Configuring KIM#

The configurations are written in Python dictionary and passed into the related Python class.

Configuring data class#

Below are the parameters used to configure and initialize the Data class:

data_params = {
    "xscaler_type": "minmax",  # scaler for the x (input) data
    "yscaler_type": "minmax",  # scaler for the y (output) data
}
  • xscaler_type (str, default=’’): The type of x data scaler, either minmax, normalize, standard, log, or ``

  • yscaler_type (str, default=’’): The type of y data scaler, either minmax, normalize, standard, log, or ``

Configuring preliminary analysis#

Below are the parameters to configure the preliminary analysis and passed into Data.calculate_sensitivity method.

sensitivity_params = {
    "method": "pc", "metric": "it-knn",
    "sst": True, "ntest": 100, "alpha": 0.05, "bins":10, "k": 3,
    "n_jobs": 100, "seed_shuffle": 1234,
    "verbose": 1
}
  • method (str, default=’gsa’): The preliminary analysis method, including:

    • gsa: the pairwise global sensitivity analysis;

    • pc: a modified PC algorithm that include conditional indendpence test for redundancy check/filtering after gsa

  • metric (str, default=’it-bins’): The metric calculating the sensitivity, including:

    • it-bins: the information-theoretic measures (MI and CMI) using the binning approach

    • it-knn: the information-theoretic measures (MI and CMI) using the k-nearest-neighbor approach

    • corr: the correlation coefficient

  • sst (bool, default=False): Whether to perform the statistical significance test or the shuffle test

  • ntest (int, default=100): The number of shuffled samples in sst

  • alpha (float, default=0.05): The significance level used in the shuffle test

  • bins (int, default=10): The number of bins for each dimension when "metric" == “it-bins”

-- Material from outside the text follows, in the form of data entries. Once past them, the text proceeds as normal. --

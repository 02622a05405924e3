mod auth;

pub use auth::Clock;
pub use auth::EXPIRY_SKEW_SECS;
pub use auth::TokenManager;
pub use auth::TokenManagerOptions;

  • k (int, default=3): The number of nearest neighbors when "metric" == “it-knn”

  • n_jobs (int, default=-1): The number of processers/threads used by joblib.Parallel

  • seed_shuffle (int, default=1234): The random seed number for doing shuffle test

  • verbose (int, default=0): The verbosity level (0: normal, 1: debug)

Configuring ensemble learning#

Below are the parameters to configure the ensemble learning and passed into initializing KIM class instance.

map_configs = {
    "map_option": "many2one",
    "mask_option":  "cond_sensitivity",
    "map_configs": map_configs,
}
  • map_option (str, default=’many2one’): The option of selecting the type of mapping, including:

    • many2one: the knowledge-informed mapping using the preliminary analysis result

    • many2many: the original mapping without being knowledge-informed

  • mask_option (str, default=’cond_sensitivity’): The option of which preliminary analysis result is used to mask the critial inputs used to estimate the outputs, including:

    • sensitivity: using the global sensitivity analysis result, \(\mathbf{X}^{S_1}_j\) (using Data.sensitivity_mask)

    • cond_sensitivity: using both the global sensitivity analysis and the redundancy filtering, \(\mathbf{X}^{S}_j\) (using Data.cond_sensitivity_mask)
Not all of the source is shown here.